Blog | 29th Aug, 2011

All about yabbies: Environment Victoria volunteer Kaye Cleary takes a look below the surface

Where are our yabbies going and are they getting smaller? Do you have childhood memories of sitting in the shade by the waters edge, pulling out yabbies; big monsters, fat-tailed mums-to-be, and small ones on their way to growing up?

An unquestioned pleasure of childhood… yabbies, like most everything else around me at that time “were there” for the taking. And have you seen how yabbies have been emerging from their dormancy with the recent floods? These yabbies are “big” but not as big as they used to be. Is this simply childhood imagination, like re-visiting the house we grew up in, the past house loomed larger in memory than what we see before us?

So I started to investigate. Yabbies are fascinating with their boom-and-bust populations – they can survive years of drought by burrowing into the wet mud and remaining dormant until the dry spell breaks. When the rains return, a formerly dry creek or lake is suddenly teeming with yabbies, large catches quickly follow and then the population equally suddenly vanishes. Why? The NSW Dept of Primary Industries doesn’t know – they tell us that the disappearance cannot be accounted for solely by heavy fishing – instead the reasons are “not properly understood”. The IUCN lists the common yabbie as “vulnerable” in their Red List of Threatened Species but not, as yet, “endangered”… so concerns about the sustainability of populations have reached the international watchdog.
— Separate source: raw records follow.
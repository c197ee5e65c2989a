//! Per-IP aggregates and the bounded set they rely on.

use chrono::{DateTime, Utc};
use logward_core::AccessEvent;
use serde::{Deserialize, Serialize};
use std::collections::VecDeque;

/// Insertion-ordered, deduplicating set with a hard capacity. The
/// oldest insertion falls off silently when the cap is exceeded, which
/// keeps a scanning attacker from growing one IP's footprint without
/// bound.
#[derive(Debug, Clone, Serialize, Deserialize)]
pub struct BoundedSet {
    items: VecDeque<String>,
    cap: usize,
}

impl BoundedSet {
    pub fn new(cap: usize) -> Self {
        Self {
            items: VecDeque::new(),
            cap,
        }
    }

    /// Insert an item; returns `false` when it was already present.
    pub fn insert(&mut self, item: &str) -> bool {
        if self.items.iter().any(|existing| existing == item) {
            return false;
        }
        if self.items.len() >= self.cap {
            self.items.pop_front();
        }
        self.items.push_back(item.to_string());
        true
    }

    pub fn contains(&self, item: &str) -> bool {
        self.items.iter().any(|existing| existing == item)
    }

    pub fn len(&self) -> usize {
        self.items.len()
    }

    pub fn is_empty(&self) -> bool {
        self.items.is_empty()
    }

    pub fn cap(&self) -> usize {
        self.cap
    }

    pub fn iter(&self) -> impl Iterator<Item = &str> {
        self.items.iter().map(String::as_str)
    }
}

/// Running aggregate for one IP.
#[derive(Debug, Clone, Serialize, Deserialize)]
pub struct IpStats {
    pub ip: String,
    pub total: u64,
    pub failed: u64,
    pub success: u64,
    pub first_seen: DateTime<Utc>,
    pub last_seen: DateTime<Utc>,
    pub endpoints: BoundedSet,
    pub user_agents: BoundedSet,
    pub user_ids: BoundedSet,
    /// Non-cumulative score in [0, 100] derived from rate and diversity
    /// contributions; recomputed on every ingest.
    pub suspicious_score: u8,
}

impl IpStats {
    pub fn new(ip: impl Into<String>, first_seen: DateTime<Utc>, per_set_cap: usize) -> Self {
        Self {
            ip: ip.into(),
            total: 0,
            failed: 0,
            success: 0,
            first_seen,
            last_seen: first_seen,
            endpoints: BoundedSet::new(per_set_cap),
            user_agents: BoundedSet::new(per_set_cap),
            user_ids: BoundedSet::new(per_set_cap),
            suspicious_score: 0,
        }
    }

    /// Fold one event into the aggregate.
    pub fn record(&mut self, event: &AccessEvent) {
        self.total += 1;
        if event.success {
            self.success += 1;
        } else {
            self.failed += 1;
        }
        if event.timestamp > self.last_seen {
            self.last_seen = event.timestamp;
        }
        if event.timestamp < self.first_seen {
            self.first_seen = event.timestamp;
        }
        self.endpoints.insert(&event.endpoint);
        if let Some(agent) = &event.user_agent {
            self.user_agents.insert(agent);
        }
        if let Some(user) = &event.user_id {
            self.user_ids.insert(user);
        }
    }

    pub fn failure_rate(&self) -> f64 {
        if self.total == 0 {
            return 0.0;
        }
        self.failed as f64 / self.total as f64
    }

    /// Sum of bounded contributions, clamped to [0, 100].
    pub fn recompute_score(&mut self) {
        let mut score: u32 = 0;
        let rate = self.failure_rate();
        if rate > 0.5 {
            score += 30;
        } else if rate > 0.3 {
            score += 15;
        }
        if self.user_agents.len() > 10 {
            score += 20;
        }
        if self.user_ids.len() > 5 {
            score += 25;
        }
        if self.total > 1000 {
            score += 15;
        }
        if self.endpoints.len() > 50 {
            score += 10;
        }
        self.suspicious_score = score.min(100) as u8;
    }
}

#[cfg(test)]
mod tests {
    use super::*;

    fn event(ip: &str, success: bool) -> AccessEvent {
        AccessEvent::new(ip, Utc::now(), "/login", "POST", if success { 200 } else { 401 }, success)
    }

    #[test]
    fn test_bounded_set_dedup_and_order() {
        let mut set = BoundedSet::new(3);
        assert!(set.insert("a"));
        assert!(!set.insert("a"));
        assert!(set.insert("b"));
        assert_eq!(set.len(), 2);
        assert!(set.contains("a"));
    }

    #[test]
    fn test_bounded_set_evicts_oldest_insertion() {
        let mut set = BoundedSet::new(2);
        set.insert("a");
        set.insert("b");
        set.insert("c");
        assert_eq!(set.len(), 2);
        assert!(!set.contains("a"));
        assert!(set.contains("b"));
        assert!(set.contains("c"));
    }

    #[test]
    fn test_counters_stay_consistent() {
        let mut stats = IpStats::new("1.1.1.1", Utc::now(), 256);
        for success in [true, false, false, true, true] {
            stats.record(&event("1.1.1.1", success));
        }
        assert_eq!(stats.total, 5);
        assert_eq!(stats.success, 3);
        assert_eq!(stats.failed, 2);
        assert_eq!(stats.total, stats.failed + stats.success);
        assert!(stats.first_seen <= stats.last_seen);
    }

    #[test]
    fn test_failure_rate_contribution() {
        let mut stats = IpStats::new("1.1.1.1", Utc::now(), 256);
        for _ in 0..6 {
            stats.record(&event("1.1.1.1", false));
        }
        for _ in 0..4 {
            stats.record(&event("1.1.1.1", true));
        }
        stats.recompute_score();
        // failure rate 0.6 > 0.5 -> +30, nothing else triggers
        assert_eq!(stats.suspicious_score, 30);
    }

    #[test]
    fn test_diversity_contributions() {
        let now = Utc::now();
        let mut stats = IpStats::new("9.9.9.9", now, 256);
        for i in 0..12 {
            let e = AccessEvent::new("9.9.9.9", now, format!("/e{i}"), "GET", 200, true)
                .with_user_agent(format!("agent-{i}"))
                .with_user(format!("user-{i}"));
            stats.record(&e);
        }
        stats.recompute_score();
        // >10 agents (+20) and >5 users (+25); 12 endpoints stay under 50
        assert_eq!(stats.suspicious_score, 45);
    }

    #[test]
    fn test_score_clamped_to_100() {
        let now = Utc::now();
        let mut stats = IpStats::new("9.9.9.9", now, 256);
        for i in 0..1200 {
            let e = AccessEvent::new("9.9.9.9", now, format!("/e{i}"), "GET", 401, false)
                .with_user_agent(format!("agent-{i}"))
                .with_user(format!("user-{i}"));
            stats.record(&e);
        }
        stats.recompute_score();
        assert_eq!(stats.suspicious_score, 100);
    }

    #[test]
    fn test_per_set_caps_hold() {
        let now = Utc::now();
        let mut stats = IpStats::new("9.9.9.9", now, 16);
        for i in 0..100 {
            let e = AccessEvent::new("9.9.9.9", now, format!("/e{i}"), "GET", 200, true)
                .with_user_agent(format!("agent-{i}"));
            stats.record(&e);
        }
        assert_eq!(stats.endpoints.len(), 16);
        assert_eq!(stats.user_agents.len(), 16);
    }
}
Although yabbie population dynamics are so poorly understood, the Victorian government recently granted a 50% increase in the yabbie quota for recreational fishers. While we enjoy yabbie on the menu, most yabbies are destined as bait for fishing… bait caught by the bucket-full! Fisher people can now catch up to three 10-litre bucketfuls per day in Victoria, more than in other states. Surely we need to find out more about this species before we allow increased quotas and provoke a downward classification from “vulnerable” to “endangered”.